La quota rimanente è suddivisa tra 10 polimeri diversi. Questo è uno dei principali risultati di una nuova ricerca di mercato condotta da una società globale di ricerche di mercato e consulenza gestionale. Lo studio prevede inoltre che il PVC manterrà la sua posizione di leader almeno fino al 2027.
Il PVC è facile da riciclare e ha una vasta gamma di utilizzi. Le apparecchiature che richiedono parti morbide e rigide possono essere realizzate interamente con un unico polimero: questa è la chiave del successo del riciclo della plastica. L'elevata capacità e l'eccezionale riciclabilità del PVC indicano che gli ospedali dovrebbero partire da questo materiale plastico quando elaborano piani di riciclo per i rifiuti plastici medicali.

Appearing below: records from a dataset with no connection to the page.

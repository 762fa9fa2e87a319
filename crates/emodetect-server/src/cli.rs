use clap::Parser;

#[derive(Parser, Debug, Default)]
#[command(name = "emodetect-server")]
#[command(
    author,
    version,
    about = "Web front end for remote emotion detection",
    long_about = None
)]
pub struct Cli {
    /// Configuration file path (missing file means defaults)
    #[arg(short, long, default_value = "emodetect.yaml")]
    pub config: String,

    /// Listen address [default: 0.0.0.0]
    #[arg(short = 'l', long)]
    pub listen: Option<String>,

    /// Listen port [default: 5000]
    #[arg(short = 'P', long)]
    pub port: Option<u16>,

    /// EmotionPredict endpoint URL
    #[arg(short, long)]
    pub endpoint: Option<String>,

    /// Model identifier sent to the endpoint
    #[arg(short, long)]
    pub model_id: Option<String>,

    /// Enable verbose logging
    #[arg(short, long)]
    pub verbose: bool,
}
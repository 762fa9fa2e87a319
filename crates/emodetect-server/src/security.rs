//! Endpoint URL validation
//!
//! The detector endpoint is checked once, when configuration is loaded.

use thiserror::Error;
use url::Url;

/// Endpoint validation errors
#[derive(Debug, Error)]
pub enum EndpointError {
    #[error("Invalid URL: {0}")]
    InvalidUrl(#[from] url::ParseError),

    #[error("URL scheme '{0}' is not allowed, only HTTPS is permitted")]
    InvalidScheme(String),

    #[error("URL must have a host")]
    MissingHost,
}

/// Validate the detector endpoint.
///
/// `https` is always accepted; `http` only when `allow_http` is set.
pub fn validate_endpoint(endpoint: &str, allow_http: bool) -> Result<Url, EndpointError> {
    let url = Url::parse(endpoint)?;

    match url.scheme() {
        "https" => {}
        "http" if allow_http => {}
        other => return Err(EndpointError::InvalidScheme(other.to_string())),
    }

    match url.host_str() {
        Some(host) if !host.is_empty() => Ok(url),
        _ => Err(EndpointError::MissingHost),
    }
}
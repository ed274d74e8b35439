//! Implementation of the `scm-insights run` command.

use std::path::Path;

use anyhow::{Context, Result};
use tracing::info;

use crate::cli::models::FactReport;
use crate::cli::output::output;
use crate::domain::models::Config;
use crate::infrastructure::setup::build_context;
use crate::services::{FactRetrieverRegistry, ScmInsightsModule, README_FACT_RETRIEVER_ID};

pub async fn execute(config: &Config, catalog_file: Option<&Path>, json_mode: bool) -> Result<()> {
    let ctx = build_context(config, catalog_file)?;

    let mut registry = FactRetrieverRegistry::new();
    ScmInsightsModule::register(&mut registry);
    let retriever = registry.get(README_FACT_RETRIEVER_ID)?;

    let facts = retriever
        .handler(&ctx)
        .await
        .context("README fact retrieval failed")?;
    info!(entities = facts.len(), "fact retrieval complete");

    output(&FactReport::new(retriever.descriptor(), facts), json_mode);
    Ok(())
}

Il personale competente ha commentato i nuovi risultati: “L'epidemia ha evidenziato il ruolo chiave svolto dai dispositivi medici monouso in plastica nella prevenzione e nel controllo delle infezioni ospedaliere. L'impatto negativo di questo successo è il crescente numero di rifiuti di plastica negli ospedali. Crediamo che il riciclo sia parte della soluzione. Fortunatamente, la plastica più utilizzata in ambito sanitario è anche la più riciclabile, quindi esortiamo gli ospedali a iniziare a utilizzare il PVC per le attività di riciclo.”

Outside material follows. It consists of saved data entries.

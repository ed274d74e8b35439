//! Catalog port.

use async_trait::async_trait;

use crate::domain::errors::DomainResult;
use crate::domain::models::{Entity, EntityFilter};

/// Read access to the software catalog.
#[async_trait]
pub trait CatalogApi: Send + Sync {
    /// Fetch every entity matching `filter`.
    ///
    /// `token` is the service credential obtained from [`ServiceAuth`](super::ServiceAuth).
    async fn get_entities(
        &self,
        filter: &EntityFilter,
        token: Option<&str>,
    ) -> DomainResult<Vec<Entity>>;
}
//! URL reading port.

use async_trait::async_trait;
use thiserror::Error;

/// Errors returned by [`UrlReader::read_url`].
#[derive(Debug, Error)]
pub enum ReadError {
    #[error("Not found: {0}")]
    NotFound(String),

    #[error("Request to {url} returned {status}")]
    Http { url: String, status: u16 },

    #[error("Network error: {0}")]
    Network(String),

    #[error("No integration found for {0}")]
    NoIntegration(String),

    #[error("Invalid url: {0}")]
    InvalidUrl(String),
}

impl ReadError {
    /// Whether the resource is known to be absent.
    pub const fn is_not_found(&self) -> bool {
        matches!(self, Self::NotFound(_))
    }
}

/// Body of a successful read.
#[derive(Debug, Clone, PartialEq, Eq)]
pub struct ReadResponse {
    bytes: Vec<u8>,
}

impl ReadResponse {
    pub fn new(bytes: impl Into<Vec<u8>>) -> Self {
        Self {
            bytes: bytes.into(),
        }
    }

    /// Body decoded as UTF-8, replacing invalid sequences.
    pub fn text(&self) -> String {
        String::from_utf8_lossy(&self.bytes).into_owned()
    }
}

/// Reads the content behind a URL, using provider-specific access rules.
#[async_trait]
pub trait UrlReader: Send + Sync {
    async fn read_url(&self, url: &str) -> Result<ReadResponse, ReadError>;
}
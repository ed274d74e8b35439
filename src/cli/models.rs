//! Output models for CLI commands.

use std::path::PathBuf;

use chrono::{DateTime, Utc};
use serde::Serialize;

use crate::domain::models::{
    EntityRef, FactResult, FactRetrieverDescriptor, HAS_README_AT_REPOSITORY_ROOT,
};

use super::output::table::{format_fact_table, format_schema_table};
use super::output::CommandOutput;

/// Result of a retriever run.
#[derive(Debug, Serialize)]
#[serde(rename_all = "camelCase")]
pub struct FactReport {
    pub retriever_id: String,
    pub version: String,
    pub generated_at: DateTime<Utc>,
    pub facts: Vec<FactResult>,
    #[serde(skip)]
    descriptor: FactRetrieverDescriptor,
}

impl FactReport {
    pub fn new(descriptor: FactRetrieverDescriptor, facts: Vec<FactResult>) -> Self {
        Self {
            retriever_id: descriptor.id.clone(),
            version: descriptor.version.clone(),
            generated_at: Utc::now(),
            facts,
            descriptor,
        }
    }

    fn with_readme(&self) -> usize {
        self.facts
            .iter()
            .filter(|f| f.bool_fact(HAS_README_AT_REPOSITORY_ROOT) == Some(true))
            .count()
    }
}

impl CommandOutput for FactReport {
    fn to_human(&self) -> String {
        if self.facts.is_empty() {
            return "No matching entities in the catalog.".to_string();
        }
        format!(
            "{}\n\n{} of {} entities have a README at the repository root",
            format_fact_table(&self.facts, &self.descriptor.schema),
            self.with_readme(),
            self.facts.len()
        )
    }
}

/// Result of probing a single entity.
#[derive(Debug, Serialize)]
#[serde(rename_all = "camelCase")]
pub struct CheckOutput {
    pub entity: EntityRef,
    pub source_location: Option<String>,
    pub has_readme: bool,
}

impl CommandOutput for CheckOutput {
    fn to_human(&self) -> String {
        let location = self.source_location.as_deref().unwrap_or("<none>");
        let verdict = if self.has_readme {
            "README found at repository root"
        } else {
            "No README at repository root"
        };
        format!("{}\n  source: {location}\n  {verdict}", self.entity)
    }
}

/// Descriptors of every registered retriever, printed by `schema`.
#[derive(Debug, Serialize)]
#[serde(transparent)]
pub struct SchemaOutput(pub Vec<FactRetrieverDescriptor>);

impl CommandOutput for SchemaOutput {
    fn to_human(&self) -> String {
        self.0
            .iter()
            .map(|d| {
                let kinds: Vec<&str> = d.entity_filter.0.iter().map(|f| f.kind.as_str()).collect();
                format!(
                    "{} ({}) v{}\n{}\nEntity kinds: {}\n\n{}",
                    d.title,
                    d.id,
                    d.version,
                    d.description,
                    kinds.join(", "),
                    format_schema_table(&d.schema)
                )
            })
            .collect::<Vec<_>>()
            .join("\n\n")
    }
}

#[derive(Debug, Serialize)]
pub struct InitOutput {
    pub config_path: PathBuf,
}

impl CommandOutput for InitOutput {
    fn to_human(&self) -> String {
        format!("Wrote default configuration to {}", self.config_path.display())
    }
}
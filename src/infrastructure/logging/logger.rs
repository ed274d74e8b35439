use super::config::{LogConfig, LogFormat, RotationPolicy};
use anyhow::Result;
use std::io;
use std::path::Path;
use tracing::Level;
use tracing_appender::non_blocking::WorkerGuard;
use tracing_appender::rolling::{self, RollingFileAppender};
use tracing_subscriber::layer::SubscriberExt;
use tracing_subscriber::util::SubscriberInitExt;
use tracing_subscriber::{EnvFilter, Layer};

const LOG_FILE_NAME: &str = "scm-insights.log";

/// Logger implementation using tracing
///
/// Console output goes to stderr so stdout stays reserved for command output.
pub struct LoggerImpl {
    _guard: Option<WorkerGuard>,
}

impl LoggerImpl {
    /// Initialize the global subscriber with the given configuration
    ///
    /// `RUST_LOG` directives take precedence over the configured level.
    ///
    /// # Errors
    /// Returns an error if the level is invalid or a global subscriber is
    /// already installed
    pub fn init(config: &LogConfig) -> Result<Self> {
        let level = parse_log_level(&config.level)?;

        let console = tracing_subscriber::fmt::layer().with_writer(io::stderr);
        let console_layer = match config.format {
            LogFormat::Json => console
                .json()
                .with_current_span(true)
                .with_filter(level_filter(level))
                .boxed(),
            LogFormat::Pretty => console
                .with_target(false)
                .with_filter(level_filter(level))
                .boxed(),
        };

        let mut guard = None;
        let file_layer = config.log_dir.as_deref().map(|dir| {
            let (writer, file_guard) =
                tracing_appender::non_blocking(file_appender(dir, config.rotation));
            guard = Some(file_guard);

            // Files always get JSON
            tracing_subscriber::fmt::layer()
                .json()
                .with_writer(writer)
                .with_ansi(false)
                .with_span_list(true)
                .with_file(true)
                .with_line_number(true)
                .with_filter(level_filter(level))
        });

        tracing_subscriber::registry()
            .with(console_layer)
            .with(file_layer)
            .try_init()?;

        tracing::debug!(
            level = %config.level,
            format = ?config.format,
            log_dir = ?config.log_dir,
            "logger initialized"
        );

        Ok(Self { _guard: guard })
    }
}

fn level_filter(level: Level) -> EnvFilter {
    EnvFilter::builder()
        .with_default_directive(level.into())
        .from_env_lossy()
}

fn file_appender(dir: &Path, rotation: RotationPolicy) -> RollingFileAppender {
    match rotation {
        RotationPolicy::Daily => rolling::daily(dir, LOG_FILE_NAME),
        RotationPolicy::Hourly => rolling::hourly(dir, LOG_FILE_NAME),
        RotationPolicy::Never => rolling::never(dir, LOG_FILE_NAME),
    }
}

fn parse_log_level(level: &str) -> Result<Level> {
    level
        .parse::<Level>()
        .map_err(|_| anyhow::anyhow!("Invalid log level: {level}"))
}

#[cfg(test)]
mod tests {
    use super::*;

    #[test]
    fn test_parse_log_level() {
        assert_eq!(parse_log_level("trace").unwrap(), Level::TRACE);
        assert_eq!(parse_log_level("info").unwrap(), Level::INFO);
        assert_eq!(parse_log_level("WARN").unwrap(), Level::WARN);
        assert!(parse_log_level("invalid").is_err());
    }

    #[test]
    fn test_logger_rejects_invalid_level() {
        let config = LogConfig {
            level: "loud".to_string(),
            ..LogConfig::default()
        };
        assert!(LoggerImpl::init(&config).is_err());
    }
}
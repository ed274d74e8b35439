//! Registry of named fact retrievers and the SCM module that populates it.

use std::collections::BTreeMap;
use std::sync::Arc;

use tracing::info;

use crate::domain::errors::{DomainError, DomainResult};

use super::fact_retriever::FactRetriever;
use super::readme_fact_retriever::{ReadmeFactRetriever, README_FACT_RETRIEVER_ID};

/// Fact retrievers keyed by id.
#[derive(Default)]
pub struct FactRetrieverRegistry {
    retrievers: BTreeMap<String, Arc<dyn FactRetriever>>,
}

impl FactRetrieverRegistry {
    pub fn new() -> Self {
        Self::default()
    }

    /// Register retrievers under the given ids, replacing existing entries.
    pub fn add_fact_retrievers<I>(&mut self, retrievers: I)
    where
        I: IntoIterator<Item = (String, Arc<dyn FactRetriever>)>,
    {
        for (id, retriever) in retrievers {
            self.retrievers.insert(id, retriever);
        }
    }

    pub fn get(&self, id: &str) -> DomainResult<Arc<dyn FactRetriever>> {
        self.retrievers
            .get(id)
            .cloned()
            .ok_or_else(|| DomainError::RetrieverNotFound(id.to_string()))
    }

    pub fn ids(&self) -> impl Iterator<Item = &str> {
        self.retrievers.keys().map(String::as_str)
    }
}

/// Registers the source-control fact retrievers.
pub struct ScmInsightsModule;

impl ScmInsightsModule {
    pub const PLUGIN_ID: &'static str = "tech-insights";
    pub const MODULE_ID: &'static str = "scm";

    pub fn register(registry: &mut FactRetrieverRegistry) {
        info!(
            plugin = Self::PLUGIN_ID,
            module = Self::MODULE_ID,
            "Initializing SCM fact retriever"
        );
        let readme: Arc<dyn FactRetriever> = Arc::new(ReadmeFactRetriever::new());
        registry.add_fact_retrievers([(README_FACT_RETRIEVER_ID.to_string(), readme)]);
    }
}

#[cfg(test)]
mod tests {
    use super::*;

    #[test]
    fn test_module_registers_readme_retriever() {
        let mut registry = FactRetrieverRegistry::new();
        ScmInsightsModule::register(&mut registry);

        let retriever = registry.get("readmeFactRetriever").unwrap();
        let descriptor = retriever.descriptor();
        assert_eq!(descriptor.version, "0.2.0");
        assert_eq!(descriptor.title, "README");
        assert_eq!(registry.ids().collect::<Vec<_>>(), vec!["readmeFactRetriever"]);
    }

    #[test]
    fn test_unknown_retriever() {
        let registry = FactRetrieverRegistry::new();
        assert!(matches!(
            registry.get("nope"),
            Err(DomainError::RetrieverNotFound(_))
        ));
    }
}
//! Domain models for catalog entities, repository locations and facts.

pub mod config;
pub mod entity;
pub mod fact;
pub mod git_url;
pub mod readme;

pub use config::{
    AuthConfig, CacheConfig, CatalogConfig, Config, HttpConfig, IntegrationConfig,
    IntegrationKind, LoggingConfig, ThrottleConfig,
};
pub use entity::{
    Entity, EntityFilter, EntityKindFilter, EntityMetadata, EntityRef, LocationSpec,
    ANNOTATION_MANAGED_BY_LOCATION, ANNOTATION_SOURCE_LOCATION, DEFAULT_NAMESPACE,
};
pub use fact::{
    FactResult, FactRetrieverDescriptor, FactSchema, FactSchemaEntry, FactType, FactValue,
    HAS_README_AT_REPOSITORY_ROOT,
};
pub use git_url::{GitUrl, GitUrlFlavor, DEFAULT_REF};
pub use readme::{CacheRecord, FileType, ReadmeFile, README_TYPES};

Finora, la presenza di sostanze CMR (cancerogene, mutagene, tossiche per la riproduzione) in alcune apparecchiature in PVC ha rappresentato un ostacolo al riciclo del PVC medicale. Si afferma che questa sfida sia stata ora superata: "Per quasi tutte le applicazioni, sono disponibili e in uso plastificanti alternativi al PVC. Quattro di questi sono ora elencati nella Farmacopea Europea, che disciplina i dispositivi medici in Europa e in altre regioni. Sono state sviluppate linee guida di sicurezza e qualità."